Taylor sees this as a time characterized by extreme insecurity, and I think she’s right to frame it that way. Even what precious things we do have seem ephemeral, constantly at risk. Society doesn’t feel stable or dependable, and it doesn’t feel that way because it isn’t. There’s no reason we couldn’t have another pandemic. The consequences of climate change are going to hit us harder and harder. Even if people can afford a house, it might just burn down (without much in the way of “security” from homeowner’s insurance). Taylor is right that leftists can’t cede the concept of security to the right, who will tell people that taller walls, booby-trapped buoys, and lots of guns are the way to achieve security. In fact, it’s things, like, well, Social Security, which keeps millions out of poverty.
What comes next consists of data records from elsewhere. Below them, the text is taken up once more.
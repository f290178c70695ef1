use std::cmp::Ordering;

use api_types::calculation::{Calculation, CalculationNew};
use chrono::{DateTime, Local};

use crate::{
    cancel::CancellationToken,
    client::ProfitApi,
    error::ClientError,
    notification::Notifier,
    validation::{parse_number, validate_calculation, validate_calculation_id, validate_shipment_id},
};

pub const PAGE_SIZE_OPTIONS: [usize; 4] = [5, 10, 25, 100];

#[derive(Clone, Copy, Debug, PartialEq, Eq)]
pub enum SortColumn {
    Id,
    Income,
    Cost,
    ProfitOrLoss,
}

impl SortColumn {
    pub fn label(self) -> &'static str {
        match self {
            Self::Id => "ID",
            Self::Income => "Income",
            Self::Cost => "Cost",
            Self::ProfitOrLoss => "Profit/Loss",
        }
    }

    pub fn next(self) -> Self {
        match self {
            Self::Id => Self::Income,
            Self::Income => Self::Cost,
            Self::Cost => Self::ProfitOrLoss,
            Self::ProfitOrLoss => Self::Id,
        }
    }

    fn compare(self, a: &Calculation, b: &Calculation) -> Ordering {
        match self {
            Self::Id => a.id.cmp(&b.id),
            Self::Income => a.income.total_cmp(&b.income),
            Self::Cost => a.cost.total_cmp(&b.cost),
            Self::ProfitOrLoss => a.profit_or_loss.total_cmp(&b.profit_or_loss),
        }
    }
}

#[derive(Clone, Copy, Debug, PartialEq, Eq)]
pub enum SortDirection {
    Asc,
    Desc,
}

#[derive(Clone, Copy, Debug, PartialEq, Eq)]
pub struct SortState {
    pub column: SortColumn,
    pub direction: SortDirection,
}

/// Validation messages shown next to the form inputs.
#[derive(Clone, Debug, Default, PartialEq, Eq)]
pub struct FieldErrors {
    pub income: Vec<String>,
    pub cost: Vec<String>,
}

impl FieldErrors {
    fn from_messages(errors: &[String]) -> Self {
        let mut fields = Self::default();
        for err in errors {
            if err.starts_with("Income") {
                fields.income.push(err.clone());
            } else {
                fields.cost.push(err.clone());
            }
        }
        fields
    }

    pub fn is_empty(&self) -> bool {
        self.income.is_empty() && self.cost.is_empty()
    }
}

/// Calculations of one shipment: the add form plus a filterable, sortable,
/// paginated table.
pub struct ShipmentDetailView<A, N> {
    api: A,
    notifier: N,
    token: CancellationToken,
    pub shipment_id: i64,
    pub calculations: Vec<Calculation>,
    pub loading: bool,
    pub income: String,
    pub cost: String,
    pub field_errors: FieldErrors,
    pub last_refresh: Option<DateTime<Local>>,
    filter: String,
    sort: Option<SortState>,
    page_index: usize,
    page_size: usize,
    pub selected: usize,
}

impl<A: ProfitApi, N: Notifier> ShipmentDetailView<A, N> {
    pub fn new(api: A, notifier: N, shipment_id: i64) -> Self {
        Self::with_page_size(api, notifier, shipment_id, PAGE_SIZE_OPTIONS[0])
    }

    /// Page sizes outside [`PAGE_SIZE_OPTIONS`] fall back to the smallest.
    pub fn with_page_size(api: A, notifier: N, shipment_id: i64, page_size: usize) -> Self {
        let page_size = if PAGE_SIZE_OPTIONS.contains(&page_size) {
            page_size
        } else {
            PAGE_SIZE_OPTIONS[0]
        };
        Self {
            api,
            notifier,
            token: CancellationToken::new(),
            shipment_id,
            calculations: Vec::new(),
            loading: false,
            income: "0".to_string(),
            cost: "0".to_string(),
            field_errors: FieldErrors::default(),
            last_refresh: None,
            filter: String::new(),
            sort: None,
            page_index: 0,
            page_size,
            selected: 0,
        }
    }

    pub fn token(&self) -> CancellationToken {
        self.token.clone()
    }

    pub fn teardown(&self) {
        self.token.cancel();
    }

    pub async fn load(&mut self) {
        if !self.check_shipment_id() {
            return;
        }

        self.loading = true;
        let Some(res) = self
            .token
            .run(self.api.list_calculations(self.shipment_id))
            .await
        else {
            return;
        };
        self.loading = false;

        match res {
            Ok(calculations) => {
                self.calculations = calculations;
                self.last_refresh = Some(Local::now());
                self.clamp_page();
            }
            Err(err) => self.report(err),
        }
    }

    /// Validates the form and, when it passes, creates the calculation.
    ///
    /// Invalid input is reported inline and through one warning; nothing is
    /// sent to the backend in that case.
    pub async fn add_calculation(&mut self) -> Option<Calculation> {
        let income = parse_number(&self.income);
        let cost = parse_number(&self.cost);

        let check = validate_calculation(income, cost);
        self.field_errors = FieldErrors::from_messages(&check.errors);
        if !check.is_valid {
            self.notifier.show_warning(check.errors.join("; "));
            return None;
        }
        if !self.check_shipment_id() {
            return None;
        }

        self.loading = true;
        let res = self
            .token
            .run(
                self.api
                    .create_calculation(self.shipment_id, CalculationNew { income, cost }),
            )
            .await?;
        self.loading = false;

        match res {
            Ok(calculation) => {
                self.income = "0".to_string();
                self.cost = "0".to_string();
                self.notifier
                    .show_success(format!("Calculation {} added", calculation.id));
                self.load().await;
                Some(calculation)
            }
            Err(err) => {
                self.report(err);
                None
            }
        }
    }

    pub async fn delete_calculation(&mut self, id: i64) -> bool {
        let check = validate_calculation_id(id as f64);
        if !check.is_valid {
            self.notifier.show_warning(check.errors.join("; "));
            return false;
        }

        self.loading = true;
        let Some(res) = self
            .token
            .run(self.api.delete_calculation(self.shipment_id, id))
            .await
        else {
            return false;
        };
        self.loading = false;

        match res {
            Ok(()) => {
                self.notifier
                    .show_success(format!("Calculation {id} deleted"));
                self.load().await;
                true
            }
            Err(err) => {
                self.report(err);
                false
            }
        }
    }

    pub async fn delete_selected(&mut self) -> bool {
        let id = self.visible_rows().get(self.selected).map(|calc| calc.id);
        match id {
            Some(id) => self.delete_calculation(id).await,
            None => false,
        }
    }

    pub fn filter(&self) -> &str {
        &self.filter
    }

    /// Narrows the table to rows whose id contains `text`; resets to the
    /// first page.
    pub fn apply_filter(&mut self, text: &str) {
        self.filter = text.trim().to_lowercase();
        self.first_page();
    }

    pub fn sort(&self) -> Option<SortState> {
        self.sort
    }

    /// Sorts by `column`, flipping direction when it is already the sort key.
    pub fn toggle_sort(&mut self, column: SortColumn) {
        self.sort = Some(match self.sort {
            Some(SortState {
                column: current,
                direction: SortDirection::Asc,
            }) if current == column => SortState {
                column,
                direction: SortDirection::Desc,
            },
            _ => SortState {
                column,
                direction: SortDirection::Asc,
            },
        });
    }

    pub fn page_index(&self) -> usize {
        self.page_index
    }

    pub fn page_size(&self) -> usize {
        self.page_size
    }

    pub fn page_count(&self) -> usize {
        self.filtered().len().div_ceil(self.page_size).max(1)
    }

    pub fn next_page(&mut self) {
        if self.page_index + 1 < self.page_count() {
            self.page_index += 1;
            self.selected = 0;
        }
    }

    pub fn prev_page(&mut self) {
        if self.page_index > 0 {
            self.page_index -= 1;
            self.selected = 0;
        }
    }

    pub fn cycle_page_size(&mut self) {
        let pos = PAGE_SIZE_OPTIONS
            .iter()
            .position(|&size| size == self.page_size)
            .unwrap_or(0);
        self.page_size = PAGE_SIZE_OPTIONS[(pos + 1) % PAGE_SIZE_OPTIONS.len()];
        self.first_page();
    }

    /// Rows matching the filter, in sort order, before pagination.
    pub fn filtered(&self) -> Vec<&Calculation> {
        let mut rows: Vec<&Calculation> = self
            .calculations
            .iter()
            .filter(|calc| calc.id.to_string().contains(&self.filter))
            .collect();

        if let Some(sort) = self.sort {
            rows.sort_by(|a, b| {
                let ord = sort.column.compare(a, b);
                match sort.direction {
                    SortDirection::Asc => ord,
                    SortDirection::Desc => ord.reverse(),
                }
            });
        }
        rows
    }

    /// Rows on the current page.
    pub fn visible_rows(&self) -> Vec<&Calculation> {
        self.filtered()
            .into_iter()
            .skip(self.page_index * self.page_size)
            .take(self.page_size)
            .collect()
    }

    /// Message for an empty table caused by the filter.
    pub fn no_data_message(&self) -> Option<String> {
        if self.filter.is_empty() || !self.filtered().is_empty() {
            return None;
        }
        Some(format!("No data matching the filter \"{}\"", self.filter))
    }

    pub fn select_next(&mut self) {
        if self.selected + 1 < self.visible_rows().len() {
            self.selected += 1;
        }
    }

    pub fn select_prev(&mut self) {
        self.selected = self.selected.saturating_sub(1);
    }

    fn first_page(&mut self) {
        self.page_index = 0;
        self.selected = 0;
    }

    fn clamp_page(&mut self) {
        self.page_index = self.page_index.min(self.page_count() - 1);
        self.selected = self
            .selected
            .min(self.visible_rows().len().saturating_sub(1));
    }

    fn check_shipment_id(&self) -> bool {
        let check = validate_shipment_id(self.shipment_id as f64);
        if !check.is_valid {
            self.notifier.show_warning(check.errors.join("; "));
        }
        check.is_valid
    }

    fn report(&self, err: ClientError) {
        self.notifier.show_error(err.to_string());
    }
}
Nothing would more drastically increase our security than the implementation of a 21st century economic bill of rights.
The people shielded behind those walls are not going to stop feeling afraid. We need to offer a genuine sense of safety that mitigates preventable risks: the risk of losing your home, the risk of going bankrupt, the risk of war, etc. We can never promise complete security but we can try to end the “age of insecurity.”